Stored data
********************
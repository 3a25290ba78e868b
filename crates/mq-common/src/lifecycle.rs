use serde::{Deserialize, Serialize};
use thiserror::Error;

/// Review status of a match record. `Dismissed` and `Converted` are terminal;
/// rescans never move a record between statuses, only explicit user actions do.
#[derive(Debug, Clone, Copy, PartialEq, Eq, Serialize, Deserialize)]
#[serde(rename_all = "snake_case")]
pub enum MatchStatus {
    Pending,
    Reviewed,
    Dismissed,
    Converted,
}

impl MatchStatus {
    pub fn as_str(&self) -> &'static str {
        match self {
            MatchStatus::Pending => "pending",
            MatchStatus::Reviewed => "reviewed",
            MatchStatus::Dismissed => "dismissed",
            MatchStatus::Converted => "converted",
        }
    }

    pub fn is_terminal(&self) -> bool {
        matches!(self, MatchStatus::Dismissed | MatchStatus::Converted)
    }
}

impl std::str::FromStr for MatchStatus {
    type Err = String;

    fn from_str(s: &str) -> Result<Self, Self::Err> {
        match s.trim().to_ascii_lowercase().as_str() {
            "pending" => Ok(MatchStatus::Pending),
            "reviewed" => Ok(MatchStatus::Reviewed),
            "dismissed" => Ok(MatchStatus::Dismissed),
            "converted" => Ok(MatchStatus::Converted),
            other => Err(format!("unknown match status: {other}")),
        }
    }
}

#[derive(Debug, Clone, Copy, PartialEq, Eq, Serialize, Deserialize)]
#[serde(rename_all = "snake_case")]
pub enum TransitionAction {
    Review,
    Dismiss,
    Convert,
}

impl std::str::FromStr for TransitionAction {
    type Err = String;

    fn from_str(s: &str) -> Result<Self, Self::Err> {
        match s.trim().to_ascii_lowercase().as_str() {
            "review" | "approve" => Ok(TransitionAction::Review),
            "dismiss" => Ok(TransitionAction::Dismiss),
            "convert" => Ok(TransitionAction::Convert),
            other => Err(format!("unknown transition action: {other}")),
        }
    }
}

#[derive(Debug, Error, PartialEq)]
pub enum LifecycleError {
    #[error("no transition allowed out of terminal status {current:?}")]
    InvalidTransition { current: MatchStatus },
    #[error("convert requires a deal_id")]
    MissingDeal,
}

/// Resolve the next status for a user action. The caller applies the side
/// fields (reviewed_by on review, deal_id on convert) atomically with the
/// status write.
pub fn apply_transition(
    current: MatchStatus,
    action: TransitionAction,
    deal_id: Option<i64>,
) -> Result<MatchStatus, LifecycleError> {
    if current.is_terminal() {
        return Err(LifecycleError::InvalidTransition { current });
    }

    match action {
        TransitionAction::Review => Ok(MatchStatus::Reviewed),
        TransitionAction::Dismiss => Ok(MatchStatus::Dismissed),
        TransitionAction::Convert => {
            if deal_id.is_none() {
                return Err(LifecycleError::MissingDeal);
            }
            Ok(MatchStatus::Converted)
        }
    }
}
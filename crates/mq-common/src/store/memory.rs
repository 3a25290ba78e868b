//! In-memory collaborator implementations, used by orchestrator tests and as
//! a scaffold for deployments that want to dry-run scoring without Postgres.

use std::collections::HashMap;
use std::sync::atomic::{AtomicBool, Ordering};
use std::sync::Mutex;

use async_trait::async_trait;

use crate::lifecycle::MatchStatus;
use crate::rescan::{
    BoxError, MatchStore, ProfileSource, ScoreUpsert, StrongMatch, StrongMatchNotifier,
};
use crate::{InvestorProfile, MatchRecord, TargetProfile};

/// Fixed profile sets. `fail` simulates a full upstream outage.
#[derive(Debug, Default)]
pub struct StaticProfiles {
    pub investors: Vec<InvestorProfile>,
    pub targets: Vec<TargetProfile>,
    pub fail: bool,
}

#[async_trait]
impl ProfileSource for StaticProfiles {
    async fn active_investors(&self) -> Result<Vec<InvestorProfile>, BoxError> {
        if self.fail {
            return Err("profile source down".into());
        }
        Ok(self
            .investors
            .iter()
            .filter(|p| p.active)
            .cloned()
            .collect())
    }

    async fn active_targets(&self) -> Result<Vec<TargetProfile>, BoxError> {
        if self.fail {
            return Err("profile source down".into());
        }
        Ok(self.targets.iter().filter(|p| p.active).cloned().collect())
    }
}

/// Map-backed match store keyed by (investor_id, target_id). Upserts mirror
/// the Postgres semantics: score fields refreshed, review fields preserved.
#[derive(Debug, Default)]
pub struct InMemoryMatchStore {
    records: Mutex<HashMap<(i64, i64), MatchRecord>>,
    next_id: Mutex<i64>,
    run_lock: AtomicBool,
}

impl InMemoryMatchStore {
    pub fn records(&self) -> Vec<MatchRecord> {
        let mut all: Vec<_> = self.records.lock().unwrap().values().cloned().collect();
        all.sort_by_key(|r| (r.investor_id, r.target_id));
        all
    }

    pub fn set_status(&self, investor_id: i64, target_id: i64, status: MatchStatus) {
        if let Some(record) = self
            .records
            .lock()
            .unwrap()
            .get_mut(&(investor_id, target_id))
        {
            record.status = status;
        }
    }

    pub fn seed(&self, record: MatchRecord) {
        self.records
            .lock()
            .unwrap()
            .insert((record.investor_id, record.target_id), record);
    }
}

#[async_trait]
impl MatchStore for InMemoryMatchStore {
    async fn get_pair(
        &self,
        investor_id: i64,
        target_id: i64,
    ) -> Result<Option<MatchRecord>, BoxError> {
        Ok(self
            .records
            .lock()
            .unwrap()
            .get(&(investor_id, target_id))
            .cloned())
    }

    async fn upsert_scores(&self, upsert: &ScoreUpsert) -> Result<(), BoxError> {
        let mut records = self.records.lock().unwrap();
        let key = (upsert.investor_id, upsert.target_id);

        match records.get_mut(&key) {
            Some(record) => {
                record.total_score = upsert.total_score;
                record.industry_score = upsert.industry_score;
                record.geography_score = upsert.geography_score;
                record.financial_score = upsert.financial_score;
                record.profile_score = upsert.profile_score;
                record.timeline_score = upsert.timeline_score;
                record.transaction_score = upsert.transaction_score;
                record.breakdown = Some(upsert.breakdown.clone());
                record.engine_version = upsert.engine_version.clone();
                record.computed_at = upsert.computed_at;
            }
            None => {
                let mut next_id = self.next_id.lock().unwrap();
                *next_id += 1;
                records.insert(
                    key,
                    MatchRecord {
                        id: Some(*next_id),
                        investor_id: upsert.investor_id,
                        target_id: upsert.target_id,
                        total_score: upsert.total_score,
                        industry_score: upsert.industry_score,
                        geography_score: upsert.geography_score,
                        financial_score: upsert.financial_score,
                        profile_score: upsert.profile_score,
                        timeline_score: upsert.timeline_score,
                        transaction_score: upsert.transaction_score,
                        breakdown: Some(upsert.breakdown.clone()),
                        status: MatchStatus::Pending,
                        reviewed_by: None,
                        deal_id: None,
                        notes: None,
                        engine_version: upsert.engine_version.clone(),
                        computed_at: upsert.computed_at,
                    },
                );
            }
        }

        Ok(())
    }

    async fn try_lock_run(&self) -> Result<bool, BoxError> {
        Ok(self
            .run_lock
            .compare_exchange(false, true, Ordering::SeqCst, Ordering::SeqCst)
            .is_ok())
    }

    async fn unlock_run(&self) -> Result<(), BoxError> {
        self.run_lock.store(false, Ordering::SeqCst);
        Ok(())
    }
}

/// Records notifications for assertions; can be told to fail every call.
#[derive(Debug, Default)]
pub struct RecordingNotifier {
    pub fail: bool,
    notified: Mutex<Vec<(i64, i64, i32)>>,
}

impl RecordingNotifier {
    pub fn failing() -> Self {
        Self {
            fail: true,
            ..Self::default()
        }
    }

    pub fn notified(&self) -> Vec<(i64, i64, i32)> {
        self.notified.lock().unwrap().clone()
    }
}

#[async_trait]
impl StrongMatchNotifier for RecordingNotifier {
    async fn notify_strong_match(&self, strong: &StrongMatch) -> Result<(), BoxError> {
        self.notified
            .lock()
            .unwrap()
            .push((strong.investor_id, strong.target_id, strong.total_score));
        if self.fail {
            return Err("notification sink down".into());
        }
        Ok(())
    }
}
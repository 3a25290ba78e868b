use axum::{extract::State, Json};
use serde_json::json;
use tokio::time::{timeout, Duration};

use crate::error::ApiError;
use crate::SharedState;

const READINESS_TIMEOUT: Duration = Duration::from_secs(1);

pub async fn livez() -> Json<serde_json::Value> {
    Json(json!({ "status": "ok" }))
}

pub async fn readyz(State(state): State<SharedState>) -> Result<Json<serde_json::Value>, ApiError> {
    if !state.readiness.load(std::sync::atomic::Ordering::SeqCst) {
        return Err(ApiError::ServiceUnavailable("shutting_down".into()));
    }

    let client = timeout(READINESS_TIMEOUT, state.pool.get())
        .await
        .map_err(|_| ApiError::ServiceUnavailable("db_pool_timeout".into()))
        .and_then(|result| {
            result.map_err(|err| {
                ApiError::ServiceUnavailable(format!("failed to check out pool connection: {err}"))
            })
        })?;

    timeout(READINESS_TIMEOUT, client.simple_query("SELECT 1"))
        .await
        .map_err(|_| ApiError::ServiceUnavailable("db_ping_timeout".into()))
        .and_then(|result| {
            result
                .map_err(|err| ApiError::ServiceUnavailable(format!("health check failed: {err}")))
        })?;

    Ok(Json(json!({
        "status": "ok",
        "database": "ok",
        "application": env!("CARGO_PKG_NAME"),
        "rescan_in_flight": state.orchestrator.is_in_flight(),
    })))
}
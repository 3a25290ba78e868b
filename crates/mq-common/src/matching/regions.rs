use std::collections::HashMap;

/// Canonical form used for all country comparisons: trimmed, lowercased,
/// with common aliases collapsed.
pub fn normalize_country(raw: &str) -> Option<String> {
    let lowered = raw.trim().to_ascii_lowercase();
    if lowered.is_empty() {
        return None;
    }

    let canonical = match lowered.as_str() {
        "usa" | "us" | "united states of america" => "united states",
        "uk" | "great britain" => "united kingdom",
        "uae" => "united arab emirates",
        "viet nam" => "vietnam",
        "korea" | "south korea" | "republic of korea" => "south korea",
        "ksa" => "saudi arabia",
        "png" => "papua new guinea",
        other => other,
    };

    Some(canonical.to_string())
}

/// Injected region-alias table: region name to member countries. The
/// geography scorer awards partial credit when investor and target countries
/// fall inside the same region without matching exactly.
#[derive(Debug, Clone, Default)]
pub struct RegionTable {
    members: HashMap<String, Vec<String>>,
}

impl RegionTable {
    pub fn new(entries: impl IntoIterator<Item = (String, Vec<String>)>) -> Self {
        let members = entries
            .into_iter()
            .map(|(region, countries)| {
                let countries = countries
                    .iter()
                    .filter_map(|c| normalize_country(c))
                    .collect();
                (region.trim().to_ascii_uppercase(), countries)
            })
            .collect();
        Self { members }
    }

    pub fn contains(&self, region: &str, country: &str) -> bool {
        let Some(country) = normalize_country(country) else {
            return false;
        };
        self.members
            .get(region.trim().to_ascii_uppercase().as_str())
            .is_some_and(|members| members.contains(&country))
    }

    /// Most specific region containing both countries, if any.
    pub fn shared_region(&self, a: &str, b: &str) -> Option<&str> {
        let a = normalize_country(a)?;
        let b = normalize_country(b)?;
        if a == b {
            return None;
        }
        let mut regions: Vec<_> = self.members.iter().collect();
        regions.sort_by_key(|(name, members)| (members.len(), name.as_str()));
        regions
            .into_iter()
            .find(|(_, members)| members.contains(&a) && members.contains(&b))
            .map(|(name, _)| name.as_str())
    }
}

/// Regions the deal desk actively sources in.
pub fn default_region_table() -> RegionTable {
    let entries = [
        (
            "ASEAN",
            vec![
                "Thailand", "Vietnam", "Indonesia", "Malaysia", "Philippines", "Singapore",
                "Myanmar", "Cambodia", "Laos", "Brunei",
            ],
        ),
        (
            "GCC",
            vec![
                "United Arab Emirates", "Saudi Arabia", "Qatar", "Kuwait", "Bahrain", "Oman",
            ],
        ),
        (
            "APAC",
            vec![
                "Japan", "South Korea", "China", "Taiwan", "Hong Kong", "Australia",
                "New Zealand", "Singapore", "Thailand", "Vietnam", "Indonesia", "Malaysia",
                "Philippines", "India",
            ],
        ),
        (
            "EU",
            vec![
                "Germany", "France", "Italy", "Spain", "Netherlands", "Belgium", "Austria",
                "Ireland", "Portugal", "Poland", "Sweden", "Denmark", "Finland",
            ],
        ),
        (
            "DACH",
            vec!["Germany", "Austria", "Switzerland"],
        ),
        (
            "NORTH_AMERICA",
            vec!["United States", "Canada", "Mexico"],
        ),
        (
            "LATAM",
            vec!["Brazil", "Mexico", "Argentina", "Chile", "Colombia", "Peru"],
        ),
    ];

    RegionTable::new(entries.into_iter().map(|(region, countries)| {
        (
            region.to_string(),
            countries.into_iter().map(str::to_string).collect(),
        )
    }))
}
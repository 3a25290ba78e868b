use std::collections::HashMap;

use thiserror::Error;

#[derive(Debug, Error)]
pub enum FxError {
    #[error("exchange rate source unavailable: {0}")]
    Unavailable(String),
}

/// Exchange-rate lookup consumed by the financial scorer. Implementations
/// backed by a live source may fail; the scorer degrades the dimension to
/// "not computable" instead of aborting the pair.
pub trait ExchangeRates: Send + Sync {
    fn to_usd(&self, amount: f64, currency: &str) -> Result<f64, FxError>;
}

/// Static lookup table of units-per-USD. Unknown codes convert 1:1, matching
/// how upstream systems treat unrecognized currencies.
#[derive(Debug, Clone, Default)]
pub struct StaticRateTable {
    rates: HashMap<String, f64>,
}

impl StaticRateTable {
    pub fn new(rates: HashMap<String, f64>) -> Self {
        let rates = rates
            .into_iter()
            .filter(|(_, per_usd)| *per_usd > 0.0)
            .map(|(code, per_usd)| (code.trim().to_ascii_uppercase(), per_usd))
            .collect();
        Self { rates }
    }

    pub fn rate(&self, currency: &str) -> Option<f64> {
        self.rates.get(currency.trim().to_ascii_uppercase().as_str()).copied()
    }
}

impl ExchangeRates for StaticRateTable {
    fn to_usd(&self, amount: f64, currency: &str) -> Result<f64, FxError> {
        match self.rate(currency) {
            Some(per_usd) => Ok(amount / per_usd),
            None => Ok(amount),
        }
    }
}

/// Indicative rates for the markets the deal desk actually works in.
/// Production deployments load fresh rates from the rate service instead.
pub fn default_rate_table() -> StaticRateTable {
    let rates = [
        ("EUR", 0.92),
        ("GBP", 0.79),
        ("JPY", 148.0),
        ("CNY", 7.2),
        ("SGD", 1.34),
        ("THB", 35.5),
        ("VND", 24_500.0),
        ("IDR", 15_800.0),
        ("MYR", 4.7),
        ("PHP", 56.0),
        ("INR", 83.0),
        ("AED", 3.67),
        ("SAR", 3.75),
        ("AUD", 1.52),
    ]
    .into_iter()
    .map(|(code, per_usd)| (code.to_string(), per_usd))
    .collect();

    StaticRateTable::new(rates)
}
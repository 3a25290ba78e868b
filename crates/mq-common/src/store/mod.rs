pub mod memory;

pub use memory::{InMemoryMatchStore, RecordingNotifier, StaticProfiles};
use serde::{Deserialize, Serialize};

use crate::matching::MatchWeights;
use crate::rescan::RescanSummary;

/// Single-pair scoring request for the match detail view. Omitted weights
/// fall back to the deployment defaults.
#[derive(Debug, Clone, Deserialize)]
pub struct ComputeRequest {
    pub investor_id: i64,
    pub target_id: i64,
    #[serde(default)]
    pub weights: Option<MatchWeights>,
}

#[derive(Debug, Clone, Default, Deserialize)]
pub struct RescanRequest {
    #[serde(default)]
    pub weights: Option<MatchWeights>,
    #[serde(default)]
    pub include_dismissed: bool,
    #[serde(default)]
    pub batch_size: Option<usize>,
}

#[derive(Debug, Clone, Serialize, Deserialize)]
pub struct RescanResponse {
    pub updated_count: u64,
    pub strong_match_count: u64,
    pub skipped_dismissed: u64,
    pub failed_pairs: u64,
    pub cancelled: bool,
}

impl From<RescanSummary> for RescanResponse {
    fn from(summary: RescanSummary) -> Self {
        Self {
            updated_count: summary.updated_count,
            strong_match_count: summary.strong_match_count,
            skipped_dismissed: summary.skipped_dismissed,
            failed_pairs: summary.failed_pairs,
            cancelled: summary.cancelled,
        }
    }
}

#[derive(Debug, Clone, Deserialize)]
pub struct TransitionRequest {
    /// One of: review (alias approve), dismiss, convert.
    pub action: String,
    /// Optional; the API falls back to the authenticated subject.
    #[serde(default)]
    pub actor: String,
    #[serde(default)]
    pub deal_id: Option<i64>,
    #[serde(default)]
    pub notes: Option<String>,
}

/// Query parameters for the clustered match listing.
#[derive(Debug, Clone, Default, Deserialize)]
pub struct ListQuery {
    #[serde(default)]
    pub min_score: Option<i32>,
    #[serde(default)]
    pub tier: Option<String>,
    #[serde(default)]
    pub status: Option<String>,
    #[serde(default)]
    pub industry: Option<String>,
    #[serde(default)]
    pub country: Option<String>,
    /// "investor" (default) or "target".
    #[serde(default)]
    pub group_by: Option<String>,
    #[serde(default)]
    pub limit: Option<i64>,
    #[serde(default)]
    pub offset: Option<i64>,
}
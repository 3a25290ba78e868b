use serde::{Deserialize, Serialize};
use thiserror::Error;

/// Default relative weights for the six dimensions. The set sums to 1.0 but
/// only relative magnitude matters: the composite is normalized by the
/// weights of the dimensions that actually produced a score.
pub const DEFAULT_WEIGHTS: MatchWeights = MatchWeights {
    industry: 0.25,
    geography: 0.15,
    financial: 0.25,
    profile: 0.10,
    timeline: 0.10,
    transaction: 0.15,
};

#[derive(Debug, Error, PartialEq)]
pub enum WeightsError {
    #[error("weight for {0} is negative")]
    Negative(&'static str),
    #[error("at least one weight must be positive")]
    AllZero,
}

#[derive(Debug, Clone, Copy, PartialEq, Serialize, Deserialize)]
pub struct MatchWeights {
    pub industry: f64,
    pub geography: f64,
    pub financial: f64,
    pub profile: f64,
    pub timeline: f64,
    pub transaction: f64,
}

impl Default for MatchWeights {
    fn default() -> Self {
        DEFAULT_WEIGHTS
    }
}

impl MatchWeights {
    pub fn sum(&self) -> f64 {
        self.industry + self.geography + self.financial + self.profile + self.timeline
            + self.transaction
    }

    fn named(&self) -> [(&'static str, f64); 6] {
        [
            ("industry", self.industry),
            ("geography", self.geography),
            ("financial", self.financial),
            ("profile", self.profile),
            ("timeline", self.timeline),
            ("transaction", self.transaction),
        ]
    }

    /// Rejects unusable weight sets before any scoring starts.
    pub fn validate(&self) -> Result<(), WeightsError> {
        for (name, value) in self.named() {
            if value < 0.0 || !value.is_finite() {
                return Err(WeightsError::Negative(name));
            }
        }
        if self.named().iter().all(|(_, value)| *value == 0.0) {
            return Err(WeightsError::AllZero);
        }
        Ok(())
    }
}
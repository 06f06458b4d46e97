//! Domain models

pub mod book;

pub use book::{Book, BookListing, BookQuery, BookStatus, CreateBook, Statistics, UpdateBook};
********************
(THE TASK)
From the entries above, work out how many lines include "Mutex"; the number is the only answer wanted.

(RESULT OF THIS TASK)
4